(Beginning of Material provided)

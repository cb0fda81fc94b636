use pharmacy_shared::{ContactForm, PaginatedResponse, DEFAULT_PAGE_SIZE};
use sqlx::PgPool;
use tracing::info;
use validator::Validate;

use crate::error::AppError;
use crate::models::contact::ContactMessage;
use crate::models::page_window;
use crate::utils::validation::validate_person_name;

/// Trim, lower-case the email and run field checks
pub fn clean_contact_form(form: &ContactForm) -> Result<ContactForm, AppError> {
    let cleaned = ContactForm {
        name: form.name.trim().to_string(),
        email: form.email.trim().to_lowercase(),
        subject: form.subject.trim().to_string(),
        message: form.message.trim().to_string(),
    };

    let mut errors = match cleaned.validate() {
        Ok(()) => std::collections::BTreeMap::new(),
        Err(e) => match AppError::from(e) {
            AppError::InvalidForm(fields) => fields,
            other => return Err(other),
        },
    };

    if !errors.contains_key("name") {
        if let Err(e) = validate_person_name(&cleaned.name) {
            let message = e.message.map(|m| m.to_string()).unwrap_or_else(|| e.code.to_string());
            errors.entry("name".to_string()).or_default().push(message);
        }
    }

    if !errors.is_empty() {
        return Err(AppError::InvalidForm(errors));
    }
    Ok(cleaned)
}

#[derive(Clone)]
pub struct ContactService {
    db_pool: PgPool,
}

impl ContactService {
    pub fn new(db_pool: PgPool) -> Self {
        Self { db_pool }
    }

    pub async fn submit(&self, form: &ContactForm, ip_address: Option<&str>) -> Result<ContactMessage, AppError> {
        let form = clean_contact_form(form)?;
        let message = ContactMessage::create(&self.db_pool, &form, ip_address).await?;
        info!("Contact message {} received", message.id);
        Ok(message)
    }

    pub async fn list(&self, unread_only: bool, page: Option<i64>) -> Result<PaginatedResponse<ContactMessage>, AppError> {
        let (page, limit, offset) = page_window(page, DEFAULT_PAGE_SIZE);
        let (messages, total) = ContactMessage::list(&self.db_pool, unread_only, limit, offset).await?;
        Ok(PaginatedResponse::new(messages, total, page, limit))
    }

    pub async fn set_read(&self, id: i64, is_read: bool) -> Result<(), AppError> {
        if !ContactMessage::set_read(&self.db_pool, id, is_read).await? {
            return Err(AppError::NotFound("Message not found".to_string()));
        }
        Ok(())
    }
}
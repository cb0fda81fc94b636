use actix_web::{web, HttpResponse};
use serde::Deserialize;
use serde_json::json;

use crate::error::AppError;
use crate::services::ContactService;

#[derive(Debug, Deserialize)]
pub struct MessageQuery {
    #[serde(default)]
    pub unread: bool,
    pub page: Option<i64>,
}

#[derive(Debug, Deserialize)]
pub struct ReadRequest {
    pub is_read: bool,
}

pub async fn list_messages(
    query: web::Query<MessageQuery>,
    contact_service: web::Data<ContactService>,
) -> Result<HttpResponse, AppError> {
    let messages = contact_service.list(query.unread, query.page).await?;
    Ok(HttpResponse::Ok().json(messages))
}

pub async fn mark_read(
    path: web::Path<i64>,
    request: web::Json<ReadRequest>,
    contact_service: web::Data<ContactService>,
) -> Result<HttpResponse, AppError> {
    let id = path.into_inner();
    contact_service.set_read(id, request.is_read).await?;
    Ok(HttpResponse::Ok().json(json!({ "id": id, "is_read": request.is_read })))
}
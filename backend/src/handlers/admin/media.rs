use actix_web::{web, HttpResponse};
use pharmacy_shared::MediaVideoRequest;
use tracing::info;
use validator::Validate;

use crate::error::AppError;
use crate::middleware::StaffUser;
use crate::services::media_service::VideoListParams;
use crate::services::MediaService;

pub async fn list_videos(
    query: web::Query<VideoListParams>,
    media_service: web::Data<MediaService>,
) -> Result<HttpResponse, AppError> {
    let videos = media_service.list(&query).await?;
    Ok(HttpResponse::Ok().json(videos))
}

pub async fn get_video(
    path: web::Path<i64>,
    media_service: web::Data<MediaService>,
) -> Result<HttpResponse, AppError> {
    let video = media_service.get(path.into_inner()).await?;
    Ok(HttpResponse::Ok().json(video))
}

pub async fn create_video(
    staff: StaffUser,
    request: web::Json<MediaVideoRequest>,
    media_service: web::Data<MediaService>,
) -> Result<HttpResponse, AppError> {
    request.validate()?;
    let video = media_service.create(&request).await?;
    info!("Staff {} added video {}", staff.user_id, video.id);
    Ok(HttpResponse::Created().json(video))
}

pub async fn update_video(
    path: web::Path<i64>,
    request: web::Json<MediaVideoRequest>,
    media_service: web::Data<MediaService>,
) -> Result<HttpResponse, AppError> {
    request.validate()?;
    let video = media_service.update(path.into_inner(), &request).await?;
    Ok(HttpResponse::Ok().json(video))
}

pub async fn delete_video(
    path: web::Path<i64>,
    media_service: web::Data<MediaService>,
) -> Result<HttpResponse, AppError> {
    media_service.delete(path.into_inner()).await?;
    Ok(HttpResponse::NoContent().finish())
}
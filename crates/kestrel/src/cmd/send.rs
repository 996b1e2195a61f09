use clap::Parser;
use kestrel_cli_runner::CliContext;
use kestrel_client::TxRequest;
use kestrel_tx::{msgs::MsgSend, Coin, CosmosMsg, TxPublicKey};

use crate::{
    common::{CliEnv, KeyCliArgs, TxCliArgs},
    utils::{print_broadcast, print_document},
};

#[derive(Debug, Parser)]
#[clap(about = "Send coins with a bank transfer.")]
pub struct SendCommand {
    #[arg(value_name = "TO", help = "The recipient address.")]
    to: String,

    #[arg(value_name = "AMOUNT", help = "Comma-separated coins, e.g. 1000axpriv.")]
    amount: String,

    #[arg(
        long,
        value_name = "ADDRESS",
        help = "The sender. Defaults to the address of the signing key."
    )]
    from_address: Option<String>,

    #[arg(long, help = "Write an unsigned transaction for offline signing.")]
    unsigned: bool,

    #[arg(long, conflicts_with = "unsigned", help = "Broadcast the signed transaction.")]
    broadcast: bool,

    #[clap(flatten)]
    key: KeyCliArgs,

    #[clap(flatten)]
    tx: TxCliArgs,
}

impl SendCommand {
    pub async fn execute(self, ctx: CliContext, env: CliEnv) -> eyre::Result<()> {
        let Self {
            to,
            amount,
            from_address,
            unsigned,
            broadcast,
            key,
            tx,
        } = self;

        let key = key.private_key(&env)?;
        let from_address = match (from_address, &key) {
            (Some(address), _) => address,
            (None, Some(key)) => TxPublicKey::from(key.public_key())
                .account_id(&env.config.account_prefix)?
                .to_string(),
            (None, None) => {
                eyre::bail!("no sender: pass --from-address, --from or --private-key-file")
            }
        };
        let amount = amount
            .split(',')
            .map(|coin| Coin::parse(coin.trim()))
            .collect::<Result<Vec<_>, _>>()?;
        let msg = CosmosMsg::BankSend(MsgSend {
            from_address,
            to_address: to,
            amount,
        });

        let written = tx.output_document.is_some();
        let client = env.client(&ctx, tx.options(key), tx.offline).await?;
        if unsigned {
            let draft = client.create_unsigned_tx(vec![msg]).await?;
            print_document(written, &draft.to_json_pretty()?);
            return Ok(());
        }

        let signed = client.create_and_sign(TxRequest::Structured(vec![msg])).await?;
        if broadcast {
            print_broadcast(&client.broadcast(&signed).await?)
        } else {
            print_document(written, &signed.to_json_pretty()?);
            Ok(())
        }
    }
}
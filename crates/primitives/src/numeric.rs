//! Integer parsing and the gas/fee arithmetic.
//!
//! Amounts travel as decimal strings, optionally suffixed with a denomination
//! (`"850000000000axpriv"`). Everything here is exact integer math; the gas adjustment is kept
//! as a decimal fraction instead of a float.

use std::{fmt, str::FromStr};

use alloy_primitives::U256;
use serde::{de, Deserialize, Deserializer, Serialize, Serializer};

use crate::error::{Error, Result};

/// Split `"123axpriv"` into `("123", "axpriv")`. The denomination may be empty.
pub fn split_denom(amount: &str) -> (&str, &str) {
    let amount = amount.trim();
    let end = amount
        .find(|c: char| !c.is_ascii_digit())
        .unwrap_or(amount.len());
    amount.split_at(end)
}

/// Parse an unsigned amount, dropping any denomination suffix.
pub fn parse_amount(what: &str, amount: &str) -> Result<U256> {
    let (digits, denom) = split_denom(amount);
    if digits.is_empty() {
        return Err(Error::parse(what, format!("{amount:?} is not a number")));
    }
    if !denom.is_empty() && !is_denom(denom) {
        return Err(Error::parse(what, format!("{amount:?} has a malformed denomination")));
    }
    U256::from_str_radix(digits, 10).map_err(|e| Error::parse(what, e))
}

pub fn parse_u64(what: &str, value: &str) -> Result<u64> {
    let value = value.trim();
    if value.is_empty() || !value.bytes().all(|b| b.is_ascii_digit()) {
        return Err(Error::parse(what, format!("{value:?} is not an unsigned integer")));
    }
    value.parse::<u64>().map_err(|e| Error::parse(what, e))
}

/// `gas_limit * gas_price`, exact.
pub fn fee_amount(gas_limit: u64, gas_price: U256) -> Result<U256> {
    U256::from(gas_limit)
        .checked_mul(gas_price)
        .ok_or_else(|| {
            Error::InvalidRequest("fee amount overflows: gas limit times gas price".into())
        })
}

fn is_denom(denom: &str) -> bool {
    let mut chars = denom.chars();
    matches!(chars.next(), Some(c) if c.is_ascii_alphabetic())
        && chars.all(|c| c.is_ascii_alphanumeric() || matches!(c, '/' | ':' | '.' | '_' | '-'))
}

/// Maximum number of fractional digits accepted in a gas adjustment.
const MAX_ADJUSTMENT_SCALE: u32 = 18;

/// A non-negative decimal multiplier, stored as `numerator / 10^scale`.
#[derive(Clone, Copy, Debug, PartialEq, Eq)]
pub struct GasAdjustment {
    numerator: u128,
    scale: u32,
}

impl GasAdjustment {
    pub const ONE: GasAdjustment = GasAdjustment {
        numerator: 1,
        scale: 0,
    };

    /// `ceil(gas_used * self)`.
    pub fn apply(&self, gas_used: u64) -> Result<u64> {
        let overflow = || Error::parse("adjusted gas", "gas adjustment result overflows");
        let denominator = 10u128.pow(self.scale);
        let product = (gas_used as u128)
            .checked_mul(self.numerator)
            .ok_or_else(overflow)?;
        let adjusted = product.div_ceil(denominator);
        u64::try_from(adjusted).map_err(|_| overflow())
    }

    pub fn is_at_least_one(&self) -> bool {
        self.numerator >= 10u128.pow(self.scale)
    }
}

impl Default for GasAdjustment {
    fn default() -> Self {
        GasAdjustment {
            numerator: 175,
            scale: 2,
        }
    }
}

impl FromStr for GasAdjustment {
    type Err = Error;

    fn from_str(s: &str) -> Result<Self> {
        let malformed = || Error::parse("gas adjustment", format!("{s:?} is not a decimal"));
        let s = s.trim();
        let (int, frac) = s.split_once('.').unwrap_or((s, ""));
        if int.is_empty() && frac.is_empty() {
            return Err(malformed());
        }
        if !int.bytes().chain(frac.bytes()).all(|b| b.is_ascii_digit()) {
            return Err(malformed());
        }
        let frac = frac.trim_end_matches('0');
        let scale = frac.len() as u32;
        if scale > MAX_ADJUSTMENT_SCALE {
            return Err(Error::parse(
                "gas adjustment",
                format!("{s:?} has more than {MAX_ADJUSTMENT_SCALE} decimals"),
            ));
        }

        let digits = format!("{int}{frac}");
        let numerator = if digits.is_empty() {
            0
        } else {
            digits.parse::<u128>().map_err(|e| Error::parse("gas adjustment", e))?
        };

        Ok(GasAdjustment { numerator, scale })
    }
}

impl fmt::Display for GasAdjustment {
    fn fmt(&self, f: &mut fmt::Formatter<'_>) -> fmt::Result {
        let denominator = 10u128.pow(self.scale);
        let int = self.numerator / denominator;
        if self.scale == 0 {
            return write!(f, "{int}");
        }
        let frac = self.numerator % denominator;
        write!(f, "{int}.{frac:0width$}", width = self.scale as usize)
    }
}

impl Serialize for GasAdjustment {
    fn serialize<S: Serializer>(&self, serializer: S) -> Result<S::Ok, S::Error> {
        serializer.collect_str(self)
    }
}

impl<'de> Deserialize<'de> for GasAdjustment {
    fn deserialize<D: Deserializer<'de>>(deserializer: D) -> Result<Self, D::Error> {
        let s = String::deserialize(deserializer)?;
        s.parse().map_err(de::Error::custom)
    }
}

(End of Material provided)

#### Task brief
Word for word, please print every line from the beginning of the records to the line bearing "let (page, limit, offset)", counting both ends and stopping there.

#### Solution to the problem
repository cb0fda81fc94b636
use pharmacy_shared::{ContactForm, PaginatedResponse, DEFAULT_PAGE_SIZE};
use sqlx::PgPool;
use tracing::info;
use validator::Validate;

use crate::error::AppError;
use crate::models::contact::ContactMessage;
use crate::models::page_window;
use crate::utils::validation::validate_person_name;

/// Trim, lower-case the email and run field checks
pub fn clean_contact_form(form: &ContactForm) -> Result<ContactForm, AppError> {
    let cleaned = ContactForm {
        name: form.name.trim().to_string(),
        email: form.email.trim().to_lowercase(),
        subject: form.subject.trim().to_string(),
        message: form.message.trim().to_string(),
    };

    let mut errors = match cleaned.validate() {
        Ok(()) => std::collections::BTreeMap::new(),
        Err(e) => match AppError::from(e) {
            AppError::InvalidForm(fields) => fields,
            other => return Err(other),
        },
    };

    if !errors.contains_key("name") {
        if let Err(e) = validate_person_name(&cleaned.name) {
            let message = e.message.map(|m| m.to_string()).unwrap_or_else(|| e.code.to_string());
            errors.entry("name".to_string()).or_default().push(message);
        }
    }

    if !errors.is_empty() {
        return Err(AppError::InvalidForm(errors));
    }
    Ok(cleaned)
}

#[derive(Clone)]
pub struct ContactService {
    db_pool: PgPool,
}

impl ContactService {
    pub fn new(db_pool: PgPool) -> Self {
        Self { db_pool }
    }

    pub async fn submit(&self, form: &ContactForm, ip_address: Option<&str>) -> Result<ContactMessage, AppError> {
        let form = clean_contact_form(form)?;
        let message = ContactMessage::create(&self.db_pool, &form, ip_address).await?;
        info!("Contact message {} received", message.id);
        Ok(message)
    }

    pub async fn list(&self, unread_only: bool, page: Option<i64>) -> Result<PaginatedResponse<ContactMessage>, AppError> {
        let (page, limit, offset) = page_window(page, DEFAULT_PAGE_SIZE);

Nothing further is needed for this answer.